The Boys' and Men's Health Forum will also be hearing from experts from Ireland and Australia, the only two countries that currently have national men's health strategies.

"There's really no identity for men's health," Goldenberg, head of the department of urologic sciences at VGH and the University of British Columbia, said in an interview. "When most people think of men's health, they think of the penis and the prostate and we need to get beyond that and say, 'there's more to a man than a penis and a prostate.' Not everybody agrees, but for most men there's more than a penis and a prostate."

Goldenberg, who was awarded the Order of Canada in 2009, is behind the Men's Health Initiative of British Columbia, a program that was launched in 2009 to address the health challenges that men face and to raise awareness about them.

Men have shorter life expectancies than women – about 4.4 years less – and heart disease, suicide and motor vehicle accidents are known to be three of the biggest factors contributing to the gap. Men have a higher risk of dying from heart disease, liver disease and diabetes, 80 per cent of spinal cord injuries are in men, and 70 per cent of developmental and learning disabilities affect boys, according to the B.C. Men's Health Initiative.

Researchers like Goldenberg want to know more about the science of men's health, the issues that affect them at different life stages and why health issues are often not on the radar for a lot of men, particularly young ones who are more inclined to take their car for a check-up than themselves.

Movember campaign raising awareness

"I don't think we've paid much attention to the under 40s. Thankfully in the last decade there's been a lot more attention to the over 40s, issues around particularly prostate cancer, with Movember, but there are many other men's health issues," said Goldenberg.

The Movember campaign, the moustache-growing fundraiser for prostate cancer that is held during the month of November and seems to be growing more popular every year, has been extremely effective in drawing attention to a men's health issue, said Goldenberg.

"Movember is a brilliant marketing strategy," he said.
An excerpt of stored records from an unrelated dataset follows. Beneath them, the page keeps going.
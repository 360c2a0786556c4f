//! Remote store over a topology connector.

use std::collections::BTreeSet;
use std::sync::Arc;

use async_trait::async_trait;
use halyard_config::Topology;
use redis::{Cmd, FromRedisValue, Value};
use tokio_util::sync::CancellationToken;

use crate::error::{CacheError, Result};
use crate::retry::{RetryPolicy, with_retry};
use crate::store::{CacheStore, Claim};

/// Sends single commands to one redis deployment.
///
/// `execute` makes exactly one attempt. Transient failures come back as
/// [`CacheError::Connection`] so the caller can decide whether to retry.
#[async_trait]
pub trait Connector: Send + Sync {
    /// Deployment shape behind this connector.
    fn topology(&self) -> Topology;

    /// Run one command and return the raw reply.
    async fn execute(&self, cmd: &Cmd) -> Result<Value>;

    /// Release pooled connections and stop background maintenance.
    async fn close(&self) {}
}

/// [`CacheStore`] backed by redis with per-topology bounded retry.
pub struct RemoteStore {
    connector: Arc<dyn Connector>,
    policy: RetryPolicy,
    cancel: CancellationToken,
}

impl RemoteStore {
    /// Wrap a connector, using the retry policy of its topology.
    pub fn new(connector: Arc<dyn Connector>) -> Self {
        let policy = RetryPolicy::for_topology(connector.topology());
        Self {
            connector,
            policy,
            cancel: CancellationToken::new(),
        }
    }

    /// Override the retry policy.
    pub fn with_policy(mut self, policy: RetryPolicy) -> Self {
        self.policy = policy;
        self
    }

    /// Use `cancel` to interrupt retry backoff.
    pub fn with_cancellation(mut self, cancel: CancellationToken) -> Self {
        self.cancel = cancel;
        self
    }

    pub fn topology(&self) -> Topology {
        self.connector.topology()
    }

    pub fn policy(&self) -> RetryPolicy {
        self.policy
    }

    /// Interrupt pending retries and close the connector.
    pub async fn close(&self) {
        self.cancel.cancel();
        self.connector.close().await;
        tracing::debug!(topology = %self.topology(), "Remote store closed");
    }

    async fn query<T: FromRedisValue>(&self, operation: &str, cmd: Cmd) -> Result<T> {
        let value = with_retry(self.policy, &self.cancel, operation, || {
            self.connector.execute(&cmd)
        })
        .await?;
        redis::from_redis_value(&value)
            .map_err(|e| CacheError::Protocol(format!("unexpected {operation} reply: {e}")))
    }
}

#[async_trait]
impl CacheStore for RemoteStore {
    async fn set(&self, key: &str, value: &[u8]) -> Result<()> {
        let mut cmd = redis::cmd("SET");
        cmd.arg(key).arg(value);
        self.query("set", cmd).await
    }

    async fn set_if_absent(&self, key: &str, value: &[u8]) -> Result<Claim> {
        let mut cmd = redis::cmd("SETNX");
        cmd.arg(key).arg(value);
        let created: i64 = self.query("set_if_absent", cmd).await?;
        Ok(Claim::from(created == 1))
    }

    async fn expire(&self, key: &str, seconds: u64) -> Result<bool> {
        let mut cmd = redis::cmd("EXPIRE");
        cmd.arg(key).arg(seconds);
        let applied: i64 = self.query("expire", cmd).await?;
        Ok(applied == 1)
    }

    async fn get(&self, key: &str) -> Result<Option<Vec<u8>>> {
        let mut cmd = redis::cmd("GET");
        cmd.arg(key);
        self.query("get", cmd).await
    }

    async fn delete(&self, key: &str) -> Result<u64> {
        let mut cmd = redis::cmd("DEL");
        cmd.arg(key);
        self.query("delete", cmd).await
    }

    async fn exists(&self, key: &str) -> Result<bool> {
        let mut cmd = redis::cmd("EXISTS");
        cmd.arg(key);
        let count: i64 = self.query("exists", cmd).await?;
        Ok(count > 0)
    }

    async fn keys(&self, pattern: &str) -> Result<BTreeSet<String>> {
        let mut cmd = redis::cmd("KEYS");
        cmd.arg(pattern);
        let keys: Vec<String> = self.query("keys", cmd).await?;
        Ok(keys.into_iter().collect())
    }
}

#[cfg(test)]
mod tests {
    use super::*;
    use parking_lot::Mutex;
    use std::collections::VecDeque;
    use std::time::Duration;

    /// Replays scripted replies and records the command names it saw.
    struct ScriptedConnector {
        topology: Topology,
        replies: Mutex<VecDeque<Result<Value>>>,
        seen: Mutex<Vec<String>>,
    }

    impl ScriptedConnector {
        fn new(topology: Topology, replies: Vec<Result<Value>>) -> Arc<Self> {
            Arc::new(Self {
                topology,
                replies: Mutex::new(replies.into()),
                seen: Mutex::new(Vec::new()),
            })
        }

        fn seen(&self) -> Vec<String> {
            self.seen.lock().clone()
        }
    }

    #[async_trait]
    impl Connector for ScriptedConnector {
        fn topology(&self) -> Topology {
            self.topology
        }

        async fn execute(&self, cmd: &Cmd) -> Result<Value> {
            let packed = String::from_utf8_lossy(&cmd.get_packed_command()).to_string();
            self.seen.lock().push(packed);
            self.replies
                .lock()
                .pop_front()
                .unwrap_or_else(|| Err(CacheError::Protocol("no scripted reply".to_string())))
        }
    }

    fn refused() -> Result<Value> {
        Err(CacheError::transient("connection refused"))
    }

    #[tokio::test]
    async fn test_standalone_retries_then_succeeds() {
        let connector = ScriptedConnector::new(
            Topology::Standalone,
            vec![refused(), refused(), Ok(Value::BulkString(b"payload".to_vec()))],
        );
        let store = RemoteStore::new(connector.clone());

        let value = store.get("sess:1").await.unwrap();
        assert_eq!(value, Some(b"payload".to_vec()));
        assert_eq!(connector.seen().len(), 3);
        assert!(connector.seen()[0].contains("GET"));
    }

    #[tokio::test]
    async fn test_standalone_gives_up_at_ceiling() {
        let connector = ScriptedConnector::new(
            Topology::Standalone,
            vec![refused(), refused(), refused(), Ok(Value::Okay)],
        );
        let store = RemoteStore::new(connector.clone());

        let err = store.set("k", b"v").await.unwrap_err();
        assert!(matches!(err, CacheError::Connection { attempts: 3, .. }));
        assert_eq!(connector.seen().len(), 3);
    }

    #[tokio::test(start_paused = true)]
    async fn test_sentinel_waits_between_attempts() {
        let connector = ScriptedConnector::new(
            Topology::Sentinel,
            vec![refused(), Ok(Value::Int(1))],
        );
        let store = RemoteStore::new(connector);
        assert_eq!(store.policy(), RetryPolicy::SENTINEL);

        let start = tokio::time::Instant::now();
        assert_eq!(store.set_if_absent("k", b"null").await.unwrap(), Claim::Created);
        assert_eq!(start.elapsed(), Duration::from_secs(2));
    }

    #[tokio::test]
    async fn test_reply_decoding() {
        let connector = ScriptedConnector::new(
            Topology::Standalone,
            vec![
                Ok(Value::Int(0)),
                Ok(Value::Int(1)),
                Ok(Value::Int(1)),
                Ok(Value::Nil),
                Ok(Value::Array(vec![
                    Value::BulkString(b"b".to_vec()),
                    Value::BulkString(b"a".to_vec()),
                ])),
            ],
        );
        let store = RemoteStore::new(connector);

        assert_eq!(store.set_if_absent("k", b"v").await.unwrap(), Claim::Existed);
        assert!(store.expire("k", 60).await.unwrap());
        assert_eq!(store.delete("k").await.unwrap(), 1);
        assert_eq!(store.get("k").await.unwrap(), None);
        let keys = store.keys("*").await.unwrap();
        assert_eq!(keys.into_iter().collect::<Vec<_>>(), vec!["a", "b"]);
    }

    #[tokio::test]
    async fn test_unexpected_reply_is_protocol_error() {
        let connector = ScriptedConnector::new(
            Topology::Standalone,
            vec![Ok(Value::SimpleString("nope".to_string()))],
        );
        let store = RemoteStore::new(connector.clone());

        let err = store.set_if_absent("k", b"v").await.unwrap_err();
        assert!(matches!(err, CacheError::Protocol(_)));
        assert_eq!(connector.seen().len(), 1);
    }

    #[tokio::test(start_paused = true)]
    async fn test_close_interrupts_backoff() {
        let connector = ScriptedConnector::new(
            Topology::Cluster,
            (0..30).map(|_| refused()).collect(),
        );
        let store = Arc::new(RemoteStore::new(connector));

        let pending = {
            let store = store.clone();
            tokio::spawn(async move { store.exists("k").await })
        };
        tokio::time::sleep(Duration::from_secs(1)).await;
        store.close().await;

        let err = pending.await.unwrap().unwrap_err();
        assert!(matches!(err, CacheError::Interrupted));
    }
}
The campaign has been able to reach young men and it's exactly the kind of technique that needs to be used for other health issues, he said.

His group in B.C. has been working on how to successfully communicate with young men and among their efforts are a series of comical videos posted online on a website called www.manupcanada.ca. They tell viewers that "real food doesn't come from a vending machine" and that a strong heart equals "a stronger sex life."

Goldenberg says Movember and the meeting this week are steps in the right direction but he wants to see much more attention paid to men's health.

He envisions a national body, separate from government, that would be entirely focused on men's health and could co-ordinate research activities, education campaigns and other initiatives. Goldenberg says there is a lot of good work going on in Canada on various men's health issues, but it's being done in silos.

"Just putting a male lens on public health issues is good, but to me it isn't quite what I think this country and what other countries need, and that's a form of a network or an institute that people can identify with," he said.

Goldenberg would like to see the federal government provide seed money for the national institute that he is trying to get off the ground and he will be trying to meet this week with MPs and political staff in Ottawa.

"My goal is to make people aware of this initiative and what we need to do and it will run in parallel to what comes out of this national summit," he said.

The meeting takes place Tuesday and Wednesday in Gatineau, Que., close to Parliament Hill on the other side of the Ottawa River.